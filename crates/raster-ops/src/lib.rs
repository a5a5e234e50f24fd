//! Raster processing stages of the hourly precipitation pipeline.
//!
//! Each hourly tile goes through three stages, all operating on in-memory
//! [`RasterGrid`](precip_common::RasterGrid)s with a file-level wrapper that
//! reads and writes GeoTIFFs:
//!
//! ```text
//! source tile (GRIB2)
//!      │
//!      ▼
//! resample()            0.1° ──► target resolution, extent preserved
//!      │
//!      ▼
//! mask_and_crop()       cells outside the boundary ──► no-data,
//!      │                window cropped to the boundary extent
//!      ▼
//! compute_zonal_statistics()   one CSV row per zone
//! ```
//!
//! # Example
//!
//! ```ignore
//! use raster_ops::{compute_zonal_statistics, mask_and_crop, parse_statistics, resample};
//!
//! let resampled = resample(&tile, 0.025, InterpolationMethod::Bilinear)?;
//! let masked = mask_and_crop(&resampled, &boundary, DEFAULT_NO_DATA)?;
//! let stats = parse_statistics("count min max mean")?;
//! let result = compute_zonal_statistics(&masked, &ugrhi, &stats, Some(&csv_path))?;
//! ```

pub mod error;
pub mod export;
pub mod interpolation;
pub mod mask;
pub mod rasterize;
pub mod reproject;
pub mod resample;
pub mod zonal;

pub use error::{RasterOpsError, Result};
pub use export::write_statistics_csv;
pub use interpolation::{bilinear_interpolate, cubic_interpolate, nearest_interpolate, InterpolationMethod};
pub use mask::{mask_and_crop, mask_file, MaskedRaster, DEFAULT_NO_DATA};
pub use rasterize::{rasterize_mask, rasterize_window, PixelWindow};
pub use reproject::{boundary_to_crs, reproject_geometry, zones_to_crs};
pub use resample::{resample, resample_file, target_dimension};
pub use zonal::{
    compute_zonal_statistics, parse_statistics, Statistic, ZonalStatisticsResult, ZoneRow,
    ZoneStatistics,
};
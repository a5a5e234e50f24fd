//! Interpolation kernels for grid resampling.
//!
//! Coordinates are fractional source pixel indices where `(0.0, 0.0)` is the
//! centre of the first cell. Invalid cells are passed in as NaN.

use std::fmt;
use std::str::FromStr;

use serde::{Deserialize, Serialize};

use crate::error::RasterOpsError;

/// Interpolation method for resampling.
#[derive(Debug, Clone, Copy, PartialEq, Eq, Default, Serialize, Deserialize)]
#[serde(rename_all = "lowercase")]
pub enum InterpolationMethod {
    /// Nearest neighbor (preserves exact values).
    Nearest,
    /// Bilinear interpolation (smooth, slight value changes).
    #[default]
    Bilinear,
    /// Bicubic Catmull-Rom interpolation (smoothest, more compute).
    Cubic,
}

impl FromStr for InterpolationMethod {
    type Err = RasterOpsError;

    /// Parse from string (case-insensitive).
    fn from_str(s: &str) -> Result<Self, Self::Err> {
        match s.trim().to_lowercase().as_str() {
            "nearest" | "near" => Ok(Self::Nearest),
            "bilinear" => Ok(Self::Bilinear),
            "cubic" | "bicubic" => Ok(Self::Cubic),
            _ => Err(RasterOpsError::UnknownInterpolation(s.to_string())),
        }
    }
}

impl fmt::Display for InterpolationMethod {
    fn fmt(&self, f: &mut fmt::Formatter<'_>) -> fmt::Result {
        match self {
            Self::Nearest => write!(f, "nearest"),
            Self::Bilinear => write!(f, "bilinear"),
            Self::Cubic => write!(f, "cubic"),
        }
    }
}

impl InterpolationMethod {
    /// Sample `data` at fractional pixel `(x, y)`.
    pub fn sample(&self, data: &[f32], width: usize, height: usize, x: f64, y: f64) -> f32 {
        match self {
            Self::Nearest => nearest_interpolate(data, width, height, x, y),
            Self::Bilinear => bilinear_interpolate(data, width, height, x, y),
            Self::Cubic => cubic_interpolate(data, width, height, x, y),
        }
    }
}

/// Nearest neighbor interpolation.
///
/// Returns the value of the nearest grid point, NaN included.
pub fn nearest_interpolate(data: &[f32], width: usize, height: usize, x: f64, y: f64) -> f32 {
    let col = x.round().clamp(0.0, (width - 1) as f64) as usize;
    let row = y.round().clamp(0.0, (height - 1) as f64) as usize;
    data[row * width + col]
}

/// Bilinear interpolation.
///
/// Weights are renormalised over the valid corners, so a NaN corner only
/// yields NaN when every corner with a non-zero weight is NaN.
pub fn bilinear_interpolate(data: &[f32], width: usize, height: usize, x: f64, y: f64) -> f32 {
    let x = x.clamp(0.0, (width - 1) as f64);
    let y = y.clamp(0.0, (height - 1) as f64);

    let x0 = x.floor() as usize;
    let y0 = y.floor() as usize;
    let x1 = (x0 + 1).min(width - 1);
    let y1 = (y0 + 1).min(height - 1);

    let xf = x - x0 as f64;
    let yf = y - y0 as f64;

    let corners = [
        (data[y0 * width + x0], (1.0 - xf) * (1.0 - yf)),
        (data[y0 * width + x1], xf * (1.0 - yf)),
        (data[y1 * width + x0], (1.0 - xf) * yf),
        (data[y1 * width + x1], xf * yf),
    ];

    let mut sum = 0.0;
    let mut weight = 0.0;
    for (v, w) in corners {
        if !v.is_nan() && w > 0.0 {
            sum += v as f64 * w;
            weight += w;
        }
    }

    if weight > 0.0 {
        (sum / weight) as f32
    } else {
        f32::NAN
    }
}

/// Bicubic interpolation.
///
/// Uses 16 surrounding points; falls back to bilinear when any is NaN.
pub fn cubic_interpolate(data: &[f32], width: usize, height: usize, x: f64, y: f64) -> f32 {
    let x = x.clamp(0.0, (width - 1) as f64);
    let y = y.clamp(0.0, (height - 1) as f64);

    let xi = x.floor() as i64;
    let yi = y.floor() as i64;

    let xf = x - xi as f64;
    let yf = y - yi as f64;

    let mut values = [[0.0f64; 4]; 4];

    for j in 0..4 {
        for i in 0..4 {
            let px = (xi + i as i64 - 1).clamp(0, width as i64 - 1) as usize;
            let py = (yi + j as i64 - 1).clamp(0, height as i64 - 1) as usize;
            let v = data[py * width + px];

            if v.is_nan() {
                return bilinear_interpolate(data, width, height, x, y);
            }
            values[j][i] = v as f64;
        }
    }

    let mut row_values = [0.0f64; 4];
    for j in 0..4 {
        row_values[j] = cubic_1d(values[j][0], values[j][1], values[j][2], values[j][3], xf);
    }

    cubic_1d(row_values[0], row_values[1], row_values[2], row_values[3], yf) as f32
}

/// 1D cubic interpolation using Catmull-Rom spline.
fn cubic_1d(p0: f64, p1: f64, p2: f64, p3: f64, t: f64) -> f64 {
    let t2 = t * t;
    let t3 = t2 * t;

    let a = -0.5 * p0 + 1.5 * p1 - 1.5 * p2 + 0.5 * p3;
    let b = p0 - 2.5 * p1 + 2.0 * p2 - 0.5 * p3;
    let c = -0.5 * p0 + 0.5 * p2;
    let d = p1;

    a * t3 + b * t2 + c * t + d
}

#[cfg(test)]
mod tests {
    use super::*;

    #[test]
    fn test_nearest_interpolate() {
        let data: Vec<f32> = vec![
            1.0, 2.0, 3.0,
            4.0, 5.0, 6.0,
            7.0, 8.0, 9.0,
        ];

        assert_eq!(nearest_interpolate(&data, 3, 3, 0.0, 0.0), 1.0);
        assert_eq!(nearest_interpolate(&data, 3, 3, 1.0, 1.0), 5.0);
        assert_eq!(nearest_interpolate(&data, 3, 3, 0.4, 0.4), 1.0);
        assert_eq!(nearest_interpolate(&data, 3, 3, 0.6, 0.6), 5.0);
        // Edge half-pixels clamp to the border cell
        assert_eq!(nearest_interpolate(&data, 3, 3, -0.4, 2.4), 7.0);
    }

    #[test]
    fn test_bilinear_interpolate() {
        let data: Vec<f32> = vec![
            1.0, 2.0,
            3.0, 4.0,
        ];

        assert_eq!(bilinear_interpolate(&data, 2, 2, 0.0, 0.0), 1.0);
        assert_eq!(bilinear_interpolate(&data, 2, 2, 1.0, 0.0), 2.0);
        assert_eq!(bilinear_interpolate(&data, 2, 2, 0.0, 1.0), 3.0);
        assert_eq!(bilinear_interpolate(&data, 2, 2, 1.0, 1.0), 4.0);

        let center = bilinear_interpolate(&data, 2, 2, 0.5, 0.5);
        assert!((center - 2.5).abs() < 0.001);

        // Outside the centre lattice clamps instead of extrapolating
        assert_eq!(bilinear_interpolate(&data, 2, 2, -0.25, -0.25), 1.0);
    }

    #[test]
    fn test_bilinear_renormalises_over_valid_corners() {
        let data: Vec<f32> = vec![
            1.0, f32::NAN,
            3.0, 5.0,
        ];

        // Remaining weights are equal, so the result is their mean
        let result = bilinear_interpolate(&data, 2, 2, 0.5, 0.5);
        assert!((result - 3.0).abs() < 1e-6);

        let all_nan = vec![f32::NAN; 4];
        assert!(bilinear_interpolate(&all_nan, 2, 2, 0.5, 0.5).is_nan());
    }

    #[test]
    fn test_cubic_reproduces_linear_ramp() {
        let data: Vec<f32> = (0..25).map(|i| (i % 5) as f32).collect();
        let v = cubic_interpolate(&data, 5, 5, 1.5, 2.0);
        assert!((v - 1.5).abs() < 1e-5);
    }

    #[test]
    fn test_cubic_falls_back_on_nan() {
        let mut data: Vec<f32> = vec![2.0; 16];
        data[0] = f32::NAN;
        let v = cubic_interpolate(&data, 4, 4, 1.5, 1.5);
        assert!((v - 2.0).abs() < 1e-6);
    }

    #[test]
    fn test_parse_method() {
        assert_eq!("nearest".parse::<InterpolationMethod>().unwrap(), InterpolationMethod::Nearest);
        assert_eq!("BILINEAR".parse::<InterpolationMethod>().unwrap(), InterpolationMethod::Bilinear);
        assert_eq!("bicubic".parse::<InterpolationMethod>().unwrap(), InterpolationMethod::Cubic);
        assert!(matches!(
            "lanczos".parse::<InterpolationMethod>(),
            Err(RasterOpsError::UnknownInterpolation(_))
        ));
        assert_eq!(InterpolationMethod::default(), InterpolationMethod::Bilinear);
    }
}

#### WHAT YOU WILL DO:
Please copy each line of the material that has the string "stats" somewhere in it.

#### REPLY:
//! let stats = parse_statistics("count min max mean")?;
//! let result = compute_zonal_statistics(&masked, &ugrhi, &stats, Some(&csv_path))?;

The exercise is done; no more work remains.